Family tables inside of Creo are a wonderful and efficient method to create variants for a design that is similar but not identical to other designs.

 

Family table functionality has been around since early Pro/ENGINEER versions and PRIOR to any PDM management software that manages these files.   The tables that contain the information are stored inside of a single GENERIC file that gets altered during a session of Creo Parametric into the variant that is called an INSTANCE.

 

The challenge of family tables and PDM software is the requirement of this table to continuously be managed and ‘verified’ by the system for each ‘instance’.  Once the system inherits this table and extracts each ‘instance’ they are viewed inside of the PDM system as individual items with unique and separate life cycle states and revisions.

 

So, we have a system that foundationally must always rely on this table and it’s ‘generic’ in order to successfully regenerate each individual ‘instance’ that is derived from this table.  Complexities arise when ‘instances’ become corrupted, discontinued, altered unexpectedly, or simply deleted from the table.  These problems usually create great effort to resolve and many hours are spent trying to fix these issues in order to successfully ‘check in’ a family table-based component.

 

On a product design side, family tables tend to also be used as ‘config management’ vs ‘design variant’ and users overextend the usage in order to quickly create new configurations of assemblies.  At the very beginning this isn’t an problematic issue but over many years these tables tend to build up with hundreds of rows and columns which can be very difficult to manage … entering new data and creating new variants can be very problematic and time consuming, never mind the problems they can create later on in the PDM management software.

 

An 80/20 rule should be applied to tables so that when a design is not 80% or more IDENTICAL to the generic it should NOT be part of the table and should be an individual component with no relation to the original table.

 

This rule is very difficult to implement as it takes time for the user to create stand-alone models and then alter them after the fact vs simply adding new row and new values into the table.  To further aggravate the situation, users tend to simply open a new instance and begin working and adding features to that instance and then these alterations are recorded by Creo Parametric as ‘system added columns’ that are added automatically, unknowingly by the user, which further creates more complexity to the size of the table.

 

You will see these columns often have many instances have asterisks (*) in the values which indicate that it’s just done by the system and defaulted to the generic values.

 

It is recommended practice to truncate or ‘cut off’ the usage of family tables and create variants using a much different yet similar method.

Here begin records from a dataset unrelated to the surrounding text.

/*
 * BrushFilter
 * Copyright (C) 2024 BrushFilter Contributors
 *
 * This program is distributed under multiple licenses.
 * Please consult the license documentation provided alongside
 * this program the details of the active license.
 */
//! Slider-driven filtering of a chart's visible domain.
//!
//! All work happens on a single logical thread. Slider listeners run inside
//! the widget's event dispatch: they throttle, check the session-wide
//! `filtering` flag and, when idle, post the filtered spec to the
//! [`FilterWorker`] through a channel of depth one. Events that arrive while
//! an update is in flight are dropped, not queued.
//!
//! Sliders added to the container after [`SliderFilter::attach`] are not
//! observed.

use crate::config::SliderFilterConfig;
use crate::coordinate::{channel_of, Channel, Coordinate, Orientation};
use crate::error::Result;
use crate::interaction::slider::{
    SliderContainer, SliderElement, ValueChangeEvent, ValueChangeListener, SLIDER_CLASS_NAME,
    VALUE_CHANGE_EVENT,
};
use crate::interaction::throttle::Throttle;
use crate::scale::domain::selection_domain;
use crate::scale::{Scale, ScaleDomain};
use crate::spec::chart::ChartSpec;
use crate::spec::filter::{filter_by_domain, FilterOptions};
use async_trait::async_trait;
use log::{debug, error, info, warn};
use std::cell::RefCell;
use std::rc::Rc;
use tokio::sync::mpsc::error::TrySendError;
use tokio::sync::{mpsc, Notify};
use tokio::time::Instant;

/// Re-renders the chart from a new spec
#[async_trait(?Send)]
pub trait ChartUpdater {
    async fn update(&self, spec: ChartSpec) -> Result<()>;
}

#[derive(Debug, Clone, PartialEq)]
pub struct ChannelScales {
    pub x: Scale,
    pub y: Scale,
}

impl ChannelScales {
    pub fn new(x: impl Into<Scale>, y: impl Into<Scale>) -> Self {
        Self {
            x: x.into(),
            y: y.into(),
        }
    }

    pub fn get(&self, channel: Channel) -> &Scale {
        match channel {
            Channel::X => &self.x,
            Channel::Y => &self.y,
        }
    }
}

/// Currently applied filter domain of each channel
#[derive(Debug, Clone, PartialEq)]
pub struct ChannelDomain {
    x: ScaleDomain,
    y: ScaleDomain,
}

impl ChannelDomain {
    pub fn from_scales(scales: &ChannelScales) -> Self {
        Self {
            x: scales.x.domain(),
            y: scales.y.domain(),
        }
    }

    pub fn get(&self, channel: Channel) -> &ScaleDomain {
        match channel {
            Channel::X => &self.x,
            Channel::Y => &self.y,
        }
    }

    pub fn set(&mut self, channel: Channel, domain: ScaleDomain) {
        match channel {
            Channel::X => self.x = domain,
            Channel::Y => self.y = domain,
        }
    }
}

/// Everything the filter needs from the chart it is attached to
pub struct InteractionContext {
    pub container: Rc<dyn SliderContainer>,
    pub scales: ChannelScales,
    pub coordinate: Rc<dyn Coordinate>,
    /// Spec the chart was rendered from; never modified
    pub options: ChartSpec,
    pub updater: Rc<dyn ChartUpdater>,
}

/// A filtered spec waiting to be rendered
#[derive(Debug, Clone)]
pub struct FilterRequest {
    pub channel: Channel,
    pub spec: ChartSpec,
}

struct WidgetState {
    orientation: Orientation,
    throttle: Throttle<[f64; 2]>,
}

struct FilterState {
    filtering: bool,
    released: bool,
    channel_domain: ChannelDomain,
    widgets: Vec<WidgetState>,
    requests: Option<mpsc::Sender<FilterRequest>>,
}

struct FilterShared {
    scales: ChannelScales,
    transposed: bool,
    options: ChartSpec,
    state: RefCell<FilterState>,
    wake: Notify,
}

impl FilterShared {
    fn on_value_change(&self, widget: usize, values: [f64; 2]) {
        let fired = {
            let mut state = self.state.borrow_mut();
            match state.widgets.get_mut(widget) {
                Some(widget_state) => widget_state.throttle.call(Instant::now(), values),
                None => return,
            }
        };
        match fired {
            Some(values) => self.filter(widget, values),
            None => {
                debug!("Throttled value change on slider {widget}");
                // A trailing call may now be pending
                self.wake.notify_one();
            }
        }
    }

    fn filter(&self, widget: usize, values: [f64; 2]) {
        let mut state = self.state.borrow_mut();
        if state.filtering {
            debug!("Dropping value change on slider {widget} while an update is in flight");
            return;
        }
        let (Some(sender), Some(widget_state)) = (state.requests.clone(), state.widgets.get(widget))
        else {
            return;
        };

        let orientation = widget_state.orientation;
        let (channel0, channel1) = channel_of(orientation, self.transposed);
        let reverse = self.transposed && orientation == Orientation::Horizontal;

        let domain0 = match selection_domain(self.scales.get(channel0), values, reverse) {
            Ok(domain) => domain,
            Err(err) => {
                warn!("Failed to invert slider {widget} selection {values:?}: {err}");
                return;
            }
        };
        let domain1 = state.channel_domain.get(channel1).clone();
        let options = FilterOptions::new()
            .with_domain(channel0, domain0.clone())
            .with_domain(channel1, domain1);
        let spec = match filter_by_domain(&self.options, &options) {
            Ok(spec) => spec,
            Err(err) => {
                warn!("Failed to build filtered spec for slider {widget}: {err}");
                return;
            }
        };

        match sender.try_send(FilterRequest {
            channel: channel0,
            spec,
        }) {
            Ok(()) => {
                debug!("Filtering channel {channel0} to {domain0:?}");
                state.channel_domain.set(channel0, domain0);
                state.filtering = true;
            }
            Err(TrySendError::Full(_)) => {
                debug!("Dropping value change on slider {widget}, a request is already queued");
            }
            Err(TrySendError::Closed(_)) => {
                debug!("Dropping value change on slider {widget}, filter worker has stopped");
            }
        }
    }

    fn next_deadline(&self) -> Option<Instant> {
        self.state
            .borrow()
            .widgets
            .iter()
            .filter_map(|widget| widget.throttle.deadline())
            .min()
    }

    fn flush_trailing(&self, now: Instant) {
        let due = self
            .state
            .borrow_mut()
            .widgets
            .iter_mut()
            .enumerate()
            .filter_map(|(i, widget)| widget.throttle.take_trailing(now).map(|v| (i, v)))
            .collect::<Vec<_>>();
        for (widget, values) in due {
            self.filter(widget, values);
        }
    }

    fn finish_update(&self) {
        self.state.borrow_mut().filtering = false;
    }

    fn is_released(&self) -> bool {
        self.state.borrow().released
    }

    fn release(&self) {
        let mut state = self.state.borrow_mut();
        state.released = true;
        state.requests = None;
        state.widgets.clear();
        self.wake.notify_one();
    }
}

async fn sleep_until_deadline(deadline: Option<Instant>) {
    match deadline {
        Some(deadline) => tokio::time::sleep_until(deadline).await,
        None => std::future::pending().await,
    }
}

/// Single consumer that renders filtered specs one at a time
pub struct FilterWorker {
    shared: Rc<FilterShared>,
    receiver: mpsc::Receiver<FilterRequest>,
    updater: Rc<dyn ChartUpdater>,
}

impl FilterWorker {
    /// Render the next filtered spec.
    ///
    /// Waits for a slider to post a request, firing trailing throttle calls
    /// as they come due. Returns `None` once the session is detached.
    pub async fn step(&mut self) -> Option<Result<()>> {
        loop {
            if self.shared.is_released() {
                return None;
            }
            let deadline = self.shared.next_deadline();
            tokio::select! {
                biased;
                request = self.receiver.recv() => {
                    let request = request?;
                    if self.shared.is_released() {
                        return None;
                    }
                    return Some(self.apply(request).await);
                }
                _ = sleep_until_deadline(deadline) => {
                    self.shared.flush_trailing(Instant::now());
                }
                _ = self.shared.wake.notified() => {}
            }
        }
    }

    async fn apply(&self, request: FilterRequest) -> Result<()> {
        let FilterRequest { channel, spec } = request;
        let update = self.updater.update(spec);
        tokio::pin!(update);

        // Trailing calls that come due mid-update are dropped by the in-flight flag
        let result = loop {
            let deadline = self.shared.next_deadline();
            tokio::select! {
                biased;
                result = &mut update => break result,
                _ = sleep_until_deadline(deadline) => {
                    self.shared.flush_trailing(Instant::now());
                }
                _ = self.shared.wake.notified() => {}
            }
        };

        self.shared.finish_update();
        result.map_err(|err| err.with_context(|| format!("Updating chart for {channel} slider")))
    }

    /// Process requests until the session is detached, logging failed updates
    pub async fn run(mut self) {
        while let Some(result) = self.step().await {
            if let Err(err) = result {
                error!("Slider filter update failed: {err}");
            }
        }
        debug!("Slider filter worker stopped");
    }
}

/// Listener registrations owned by one attached filter
pub struct SliderFilterSession {
    shared: Option<Rc<FilterShared>>,
    listeners: Vec<(Rc<dyn SliderElement>, ValueChangeListener)>,
}

impl SliderFilterSession {
    pub fn is_attached(&self) -> bool {
        self.shared.is_some()
    }

    pub fn listener_count(&self) -> usize {
        self.listeners.len()
    }

    /// Domain currently applied to `channel`, `None` once detached
    pub fn channel_domain(&self, channel: Channel) -> Option<ScaleDomain> {
        self.shared
            .as_ref()
            .map(|shared| shared.state.borrow().channel_domain.get(channel).clone())
    }

    /// Whether an update is in flight
    pub fn is_filtering(&self) -> bool {
        self.shared
            .as_ref()
            .map(|shared| shared.state.borrow().filtering)
            .unwrap_or(false)
    }

    /// Remove every listener this session installed and stop its worker.
    ///
    /// Safe to call more than once.
    pub fn detach(&mut self) {
        let removed = self.listeners.len();
        for (slider, listener) in self.listeners.drain(..) {
            slider.remove_event_listener(VALUE_CHANGE_EVENT, &listener);
        }
        if let Some(shared) = self.shared.take() {
            shared.release();
            info!("Detached slider filter, removed {removed} listener(s)");
        }
    }
}

impl Drop for SliderFilterSession {
    fn drop(&mut self) {
        self.detach();
    }
}

/// Filters a chart to the domain covered by its sliders
#[derive(Debug, Clone, Default)]
pub struct SliderFilter {
    config: SliderFilterConfig,
}

impl SliderFilter {
    pub fn new(config: SliderFilterConfig) -> Self {
        Self { config }
    }

    /// Install a `valuechange` listener on every slider in the container.
    ///
    /// The returned worker must be driven (see [`FilterWorker::run`]) for
    /// updates to reach the chart. With no sliders present the session is
    /// already detached and the worker finishes immediately.
    pub fn attach(&self, context: InteractionContext) -> (SliderFilterSession, FilterWorker) {
        let InteractionContext {
            container,
            scales,
            coordinate,
            options,
            updater,
        } = context;
        let sliders = container.get_elements_by_class_name(SLIDER_CLASS_NAME);

        let (sender, receiver) = mpsc::channel(1);
        let widgets = sliders
            .iter()
            .map(|slider| WidgetState {
                orientation: slider.orientation(),
                throttle: Throttle::from_config(&self.config),
            })
            .collect();
        let shared = Rc::new(FilterShared {
            transposed: coordinate.is_transposed(),
            state: RefCell::new(FilterState {
                filtering: false,
                released: false,
                channel_domain: ChannelDomain::from_scales(&scales),
                widgets,
                requests: Some(sender),
            }),
            scales,
            options,
            wake: Notify::new(),
        });

        let worker = FilterWorker {
            shared: shared.clone(),
            receiver,
            updater,
        };
        let mut session = SliderFilterSession {
            shared: Some(shared.clone()),
            listeners: Vec::with_capacity(sliders.len()),
        };

        if sliders.is_empty() {
            info!("No sliders found, slider filter is inactive");
            session.detach();
            return (session, worker);
        }

        for (index, slider) in sliders.into_iter().enumerate() {
            let handler = shared.clone();
            let listener: ValueChangeListener = Rc::new(move |event: &ValueChangeEvent| {
                handler.on_value_change(index, event.value)
            });
            slider.add_event_listener(VALUE_CHANGE_EVENT, listener.clone());
            session.listeners.push((slider, listener));
        }
        info!(
            "Attached slider filter to {} slider(s) (wait={}ms, leading={}, trailing={})",
            session.listeners.len(),
            self.config.wait,
            self.config.leading,
            self.config.trailing
        );
        (session, worker)
    }
}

Family Table Based Design 

Family Table Functionalities 

  1. Create variants of: Dimension, Feature, Merge Part, Component, Parameter, Ref Model, Group & Pattern Table 
  2. Stores information in table as an ‘instance’ 
  3. Often referred to as an ‘overbuilt assembly’ 
  4. Valid “assemble to order automation” (for assemblies requires AAX License) 

 

Pros: 

  • Can create many different configurations of ‘similar’ designs 
  • Easy to use and learn 

 

Cons: 

  • Tables keep growing, system slows down over time 
  • Data management of all files can be a challenge 
  • Files are linked and changes are limited as usage is increased 
  • Must create all files ahead of time for top down design automation 
  • Must create every possible scenario ahead of time 
  • Values in tables may conflict with values in relations 

Wizard Based Templates

Wizard Template Functionalities

  1. Create variants of: Dimension, Feature, Merge Part, Component, Parameter, Ref Model, Group, Pattern Table and much more
  2. Stores standard CAD information in a ‘template’ file (start part files) and logic in SQL DB
  3. Configured models are all copied from template, modified and then saved as a normal file
  4. Valid for “engineer to order”, “configure to order” and “assemble to order” (No AAX required, just foundation license)

Pros:

  • Can create unlimited configurations of very ‘different’ designs
  • Easy to use and learn
  • Can reroute & replace ‘unrelated’ features and components easily
  • Files are easily managed by data management system
  • Create new files ‘on the fly’
  • Faster product design

 

Cons:

  • Requires additional 3rd party software to create the logic and run the automation


Recommendations

Within PDM Link, family tables and nested family tables can be successfully converted to standard parts using RuleSoft utility tool called Parts Cleanser.

 

This tool can take instances and nested instances (tables where there’s an instance that has its own table) and extract them and convert them to regular non instances inside of common space.  This will create a new iteration of the part number and old version will be an ‘instance’ but the new version is completely on its own and has no relationship to the original generic file and it’s family table.

 

To further develop the implementation, secret hidden config.pro option for Creo Parametric is a config option related to this that might help:
 

try_noninst_on_fail         YES

 

The secret option will prevent Creo Parametric from failing as it tries to retrieve an assembly where the old instance was used and now is not an instance.

 

For future design, it is recommended that Shaw Development changes their practices of Creo product design and move to a script based ETO/CTO system that doesn’t generate ‘instances’ but stand along parts as the end deliverable.

 

In order to do this we generally require onsite scoping days to evaluate the complexity of the designs in order to propose the level of effort this would take.